火星SF映画と紀元前の哲学者の詩の組み合わせ、奥が深いです。

したがってHGWの音楽も、
「オーケストラ+シンセサイザー」といういつもの手法を用いつつも、
普段のエレクトロ・ビートがバッキンバッキン鳴るテンポ重視のサウンドではなく、
ゆったりとしたリズムでオーケストラの音の広がりや残響音をじっくり聞かせるような、「無限の空間」を感じさせるスコアに仕上がっています。

 

HGWの音楽というと、
『デジャヴ』(06)とか『サブウェイ123 激突』(09)のように、
スピーディーでスタイリッシュなサウンドというイメージが強くて、
「音楽がカッコよすぎてドラマ描写向きではない」という印象を持たれているような気がするのですが、
(個人的にはそんなことないと思いますが)
今回はこういう「スタイリッシュ」路線を控えめにして、
マット・デイモン扮するマーク・ワトニーの”孤独”を繊細に描き出す曲作りをしています。
観客の胸を打つメインテーマの旋律とか、
ひんやりとした質感だけども耳に心地よい電子音の響き、
キャロライン・デイルが弾くチェロのフレーズなどなど、
そこはかとなく哲学的なムードを漂わせた深遠な音世界が素晴らしい。

このように細部までこだわって作られた音楽ではあるのですが、
映画のパンフレットではHGWの音楽について全く言及されていなかったほか、
劇中で流れたディスコ曲にもほとんど触れられておらず、
デヴィッド・ボウイの「スターマン」についてちょっと言及があっただけなのは意外でしたね。。

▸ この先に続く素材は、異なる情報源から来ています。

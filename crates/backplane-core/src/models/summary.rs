//! Data summary models

use std::collections::BTreeMap;

use serde::{Deserialize, Serialize};
use serde_json::Value;

/// Placeholder used for a metric that could not be computed
pub const UNKNOWN_METRIC: &str = "?";

/// Field names a metric may not take, since metrics flatten beside them
const RESERVED_FIELDS: &[&str] = &["status"];

/// Key under which a metric is stored: reserved names get a `metric_` prefix
pub fn metric_key(name: &str) -> String {
    if RESERVED_FIELDS.contains(&name) {
        format!("metric_{}", name)
    } else {
        name.to_string()
    }
}

/// Completeness of a summary
#[derive(Debug, Clone, Copy, PartialEq, Eq, Serialize, Deserialize)]
#[serde(rename_all = "lowercase")]
pub enum SummaryStatus {
    /// Every metric was computed
    Complete,
    /// Computation stopped early (e.g. key scan limit reached)
    Partial,
    /// The backend could not be summarized
    Error,
}

/// Informational metrics about a backend's data
#[derive(Debug, Clone, PartialEq, Serialize, Deserialize)]
pub struct Summary {
    pub status: SummaryStatus,
    #[serde(flatten)]
    pub metrics: BTreeMap<String, Value>,
}

impl Summary {
    /// Empty summary with the given status
    pub fn new(status: SummaryStatus) -> Self {
        Self {
            status,
            metrics: BTreeMap::new(),
        }
    }

    /// Summary for a backend that failed; `primary_metric` is reported as `"?"`
    pub fn error(primary_metric: &str) -> Self {
        Self::new(SummaryStatus::Error).with_metric(primary_metric, UNKNOWN_METRIC)
    }

    /// Add a metric; see [`metric_key`] for reserved names
    pub fn with_metric(mut self, name: impl AsRef<str>, value: impl Into<Value>) -> Self {
        self.metrics.insert(metric_key(name.as_ref()), value.into());
        self
    }

    pub fn metric(&self, name: &str) -> Option<&Value> {
        self.metrics.get(&metric_key(name))
    }

    pub fn is_error(&self) -> bool {
        self.status == SummaryStatus::Error
    }
}
fn parse_key_value(verb_token: &str, verb: &str, args: &[&str]) -> BackendResult<Command> {
    match verb {
        "KEYS" => {
            let args = expect_args(verb_token, args, 1, "KEYS <pattern>")?;
            Ok(Command::Keys {
                pattern: args[0].to_string(),
            })
        }
        "GET" => {
            let args = expect_args(verb_token, args, 1, "GET <key>")?;
            Ok(Command::Get {
                key: args[0].to_string(),
            })
        }
        "HGETALL" => {
            let args = expect_args(verb_token, args, 1, "HGETALL <key>")?;
            Ok(Command::HGetAll {
                key: args[0].to_string(),
            })
        }
        "SMEMBERS" => {
            let args = expect_args(verb_token, args, 1, "SMEMBERS <key>")?;
            Ok(Command::SMembers {
                key: args[0].to_string(),
            })
        }
        "LRANGE" => {
            let args = expect_args(verb_token, args, 3, "LRANGE <key> <start> <stop>")?;
            Ok(Command::LRange {
                key: args[0].to_string(),
                start: parse_index(args[1])?,
                stop: parse_index(args[2])?,
            })
        }
        _ => Err(not_allowed(verb_token, BackendKind::KeyValue)),
    }
}

fn parse_relational(verb_token: &str, verb: &str, raw: &str) -> BackendResult<Command> {
    if verb != "SELECT" {
        return Err(BackendError::rejected(
            verb_token,
            "only SELECT statements are allowed",
        ));
    }
    let sql = raw.trim().trim_end_matches(';').trim_end();
    Ok(Command::Select {
        sql: sql.to_string(),
    })
}

fn parse_search(verb_token: &str, verb: &str, args: &[&str]) -> BackendResult<Command> {
    if verb != "SEARCH" {
        return Err(not_allowed(verb_token, BackendKind::Search));
    }

    let (term_tokens, field) = match args {
        [rest @ .., keyword, field] if keyword.eq_ignore_ascii_case("IN") => {
            let field = field.parse::<SearchField>().map_err(|_| {
                BackendError::rejected(
                    *field,
                    "field must be one of title, content, category, author",
                )
            })?;
            (rest, Some(field))
        }
        _ => (args, None),
    };

    if term_tokens.is_empty() {
        return Err(BackendError::rejected(
            verb_token,
            "missing search term (usage: SEARCH <term...> [IN <field>])",
        ));
    }

    Ok(Command::Search {
        term: term_tokens.join(" "),
        field,
    })
}

fn parse_price_range(token: &str, value: &str) -> BackendResult<PriceRange> {
    let invalid = || BackendError::rejected(token, "price must look like <min>..<max>");
    let (min, max) = value.split_once("..").ok_or_else(invalid)?;
    let min: u64 = min.parse().map_err(|_| invalid())?;
    let max: u64 = max.parse().map_err(|_| invalid())?;
    if min > max {
        return Err(BackendError::rejected(
            token,
            "price minimum exceeds maximum",
        ));
    }
    Ok(PriceRange { min, max })
}

fn parse_vector(verb_token: &str, verb: &str, args: &[&str]) -> BackendResult<Command> {
    if verb != "FILTER" {
        return Err(not_allowed(verb_token, BackendKind::Vector));
    }

    let mut category = None;
    let mut price = None;
    let mut limit = None;

    for &token in args {
        let (key, value) = token
            .split_once('=')
            .filter(|(_, value)| !value.is_empty())
            .ok_or_else(|| BackendError::rejected(token, "expected <clause>=<value>"))?;

        let duplicate = || BackendError::rejected(token, "clause given more than once");
        match key.to_ascii_lowercase().as_str() {
            "category" => {
                if category.replace(value.to_string()).is_some() {
                    return Err(duplicate());
                }
            }
            "price" => {
                if price.replace(parse_price_range(token, value)?).is_some() {
                    return Err(duplicate());
                }
            }
            "limit" => {
                let n: u32 = value
                    .parse()
                    .ok()
                    .filter(|n| (1..=MAX_FILTER_LIMIT).contains(n))
                    .ok_or_else(|| {
                        BackendError::rejected(
                            token,
                            format!("limit must be between 1 and {}", MAX_FILTER_LIMIT),
                        )
                    })?;
                if limit.replace(n).is_some() {
                    return Err(duplicate());
                }
            }
            _ => {
                return Err(BackendError::rejected(
                    token,
                    "unknown clause (allowed: category, price, limit)",
                ))
            }
        }
    }

    Ok(Command::Filter {
        category,
        price,
        limit: limit.unwrap_or(DEFAULT_FILTER_LIMIT),
    })
}
//! HTTP handlers

pub mod assistant;
pub mod backends;
pub mod status;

。
もうちょっと音楽に注目して頂きたかったなぁ。

the martian_songs

なお映画本編で流れたディスコ曲ですが、
当初は『ガーディアンズ・オブ・ギャラクシー』(13)の「最強MIX」みたいな感じになるのかなと思ってましたが、
あれともちょっと違った感じでしたね。
控えめな歌モノの使い方ではあったけれども、
ピンポイントでちょっとした笑いやナラティブな効果を出していて、
あざとい感じがしなくてよかったと思います。

こうして考えてみると、
過去の火星映画は確かに出来がイマイチのものも多かったですが、
『ミッション・トゥ・マーズ』のエンニオ・モリコーネも、
『レッド・プラネット』のグレアム・レヴェルも、
『ストランデッド』のハビエル・ナバレテも、
『マーズ・アタック!』のダニー・エルフマンも、
本作のHGWに負けず劣らずいい音楽を書いていたのではないでしょうか。

 

まぁそれはさておき、
『オデッセイ』のサントラ盤を買うなら断然歌モノ+スコアの2枚組デラックス盤をオススメします。
CD2枚組でもうまくショップを探せば2,000円台で買えるので、
是非ぜひトライしてみて下さい。